Without you…the moon shines, the rainbow shows… but my heart burns.
I am so f*cking tired because I promised to let go!
Over and over and over (….and over) I have said this to myself: “I am over with waiting…I am over with pain…I am over with tiredness…and letting go is now my game”
Yet you always come back at the time I am most ready to ditch you! If only I could tell you to STOP caring so that I can have reason to hate you. But I know I can’t and I won’t! All I want is for everything to stop and be normal again…just like when I was in college back in those days when I never knew you at all. But I guess life really wants me to meet you. And so we met and became friends…. I was caught off guard and never realized how close we became. Aye! I should have known we were just too close. You did not even lead me on because you know I was just too weak! Or did you? Was that your game?
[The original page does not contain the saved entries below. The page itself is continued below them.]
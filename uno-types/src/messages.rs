//! Protocol messages for peeruno.
//!
//! A closed set of shapes travels over every link. Followers send intents
//! to the authority; the authority answers with whole snapshots.

use serde::{Deserialize, Serialize};
use std::fmt;

use crate::{CardId, ChatMessage, Color, GameState, WireError};

/// All possible protocol messages.
#[derive(Debug, Clone, PartialEq, Eq, Serialize, Deserialize)]
#[serde(tag = "type")]
pub enum Message {
    /// Ask to take a seat in the lobby
    Join(Join),
    /// Authority asks to deal and begin play
    StartGame,
    /// Play a card from hand
    PlayCard(PlayCard),
    /// Draw from the deck, ending the turn
    DrawCard,
    /// Append to the chat log
    Chat(Chat),
    /// Complete game snapshot (authority → follower)
    SyncState(SyncState),
    /// Complete chat log (authority → follower)
    SyncChat(SyncChat),
    /// Transport-level failure text for the user; never a game rejection
    Error(ErrorMessage),
}

impl Message {
    /// Serialize to MessagePack bytes (named fields).
    pub fn to_bytes(&self) -> Result<Vec<u8>, WireError> {
        rmp_serde::to_vec_named(self).map_err(WireError::Serialization)
    }

    /// Deserialize from MessagePack bytes.
    pub fn from_bytes(bytes: &[u8]) -> Result<Self, WireError> {
        rmp_serde::from_slice(bytes).map_err(WireError::Deserialization)
    }

    /// Discriminator, for logging and routing.
    pub fn message_type(&self) -> MessageType {
        match self {
            Message::Join(_) => MessageType::Join,
            Message::StartGame => MessageType::StartGame,
            Message::PlayCard(_) => MessageType::PlayCard,
            Message::DrawCard => MessageType::DrawCard,
            Message::Chat(_) => MessageType::Chat,
            Message::SyncState(_) => MessageType::SyncState,
            Message::SyncChat(_) => MessageType::SyncChat,
            Message::Error(_) => MessageType::Error,
        }
    }
}

/// Message type discriminator.
#[derive(Debug, Clone, Copy, PartialEq, Eq, Hash)]
pub enum MessageType {
    /// Join intent
    Join,
    /// StartGame intent
    StartGame,
    /// PlayCard intent
    PlayCard,
    /// DrawCard intent
    DrawCard,
    /// Chat intent
    Chat,
    /// State snapshot
    SyncState,
    /// Chat snapshot
    SyncChat,
    /// Transport failure notice
    Error,
}

impl MessageType {
    /// Whether messages of this type flow from follower to authority.
    pub fn is_intent(&self) -> bool {
        matches!(
            self,
            MessageType::Join
                | MessageType::StartGame
                | MessageType::PlayCard
                | MessageType::DrawCard
                | MessageType::Chat
        )
    }
}

impl fmt::Display for MessageType {
    fn fmt(&self, f: &mut fmt::Formatter<'_>) -> fmt::Result {
        fmt::Debug::fmt(self, f)
    }
}

/// Request to join the lobby under a display name.
#[derive(Debug, Clone, PartialEq, Eq, Serialize, Deserialize)]
pub struct Join {
    /// Display name for the new seat
    pub name: String,
}

/// Request to play one card from hand.
#[derive(Debug, Clone, PartialEq, Eq, Serialize, Deserialize)]
pub struct PlayCard {
    /// Card to play; must be in the sender's hand
    pub card_id: CardId,
    /// Color to switch to when the card is wild
    pub chosen_color: Option<Color>,
}

/// Chat text to append to the log.
#[derive(Debug, Clone, PartialEq, Eq, Serialize, Deserialize)]
pub struct Chat {
    /// Message body
    pub text: String,
}

/// Complete game snapshot.
#[derive(Debug, Clone, PartialEq, Eq, Serialize, Deserialize)]
pub struct SyncState {
    /// The authority's state after the latest transition
    pub state: GameState,
}

/// Complete chat log.
#[derive(Debug, Clone, PartialEq, Eq, Serialize, Deserialize)]
pub struct SyncChat {
    /// Every message so far, oldest first
    pub messages: Vec<ChatMessage>,
}

/// User-visible transport failure.
#[derive(Debug, Clone, PartialEq, Eq, Serialize, Deserialize)]
pub struct ErrorMessage {
    /// Human-readable description
    pub message: String,
}

/// The authority-bound subset of [`Message`].
#[derive(Debug, Clone, PartialEq, Eq)]
pub enum Intent {
    /// Take a seat in the lobby
    Join {
        /// Display name
        name: String,
    },
    /// Deal and begin play (authority only)
    StartGame,
    /// Play a card from hand
    PlayCard {
        /// Card to play
        card_id: CardId,
        /// Color to switch to when the card is wild
        chosen_color: Option<Color>,
    },
    /// Draw one card and pass the turn
    DrawCard,
    /// Append to the chat log
    Chat {
        /// Message body
        text: String,
    },
}

impl Intent {
    /// Discriminator of the wire message this intent travels as.
    pub fn message_type(&self) -> MessageType {
        match self {
            Intent::Join { .. } => MessageType::Join,
            Intent::StartGame => MessageType::StartGame,
            Intent::PlayCard { .. } => MessageType::PlayCard,
            Intent::DrawCard => MessageType::DrawCard,
            Intent::Chat { .. } => MessageType::Chat,
        }
    }
}

impl From<Intent> for Message {
    fn from(intent: Intent) -> Self {
        match intent {
            Intent::Join { name } => Message::Join(Join { name }),
            Intent::StartGame => Message::StartGame,
            Intent::PlayCard {
                card_id,
                chosen_color,
            } => Message::PlayCard(PlayCard {
                card_id,
                chosen_color,
            }),
            Intent::DrawCard => Message::DrawCard,
            Intent::Chat { text } => Message::Chat(Chat { text }),
        }
    }
}

impl TryFrom<Message> for Intent {
    type Error = WireError;

    fn try_from(message: Message) -> Result<Self, Self::Error> {
        match message {
            Message::Join(Join { name }) => Ok(Intent::Join { name }),
            Message::StartGame => Ok(Intent::StartGame),
            Message::PlayCard(PlayCard {
                card_id,
                chosen_color,
            }) => Ok(Intent::PlayCard {
                card_id,
                chosen_color,
            }),
            Message::DrawCard => Ok(Intent::DrawCard),
            Message::Chat(Chat { text }) => Ok(Intent::Chat { text }),
            other => Err(WireError::NotAnIntent(other.message_type().to_string())),
        }
    }
}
My heart is hurting it does not want you anymore…but my mind kept on thinking of you…I guess my sanity fell in love with you too. Too much thinking made it fall for you.
Now I dread the day I started to think I feel something for you, because it all became soooo confusing, I didn’t know how I actually felt anymore.
I was enthusiastic when I am tired; I was excited when I am scolded; I was laughing when I am sick; I was happy when I am sad; I was smiling when I am jealous;
It was like Heaven and hell in one…literally.
-DESS
P.S. if this was 2 months ago…this is how I would actually feel for you. I’m so happy I got it over with. I Finally posted this sh*t meyn!! =).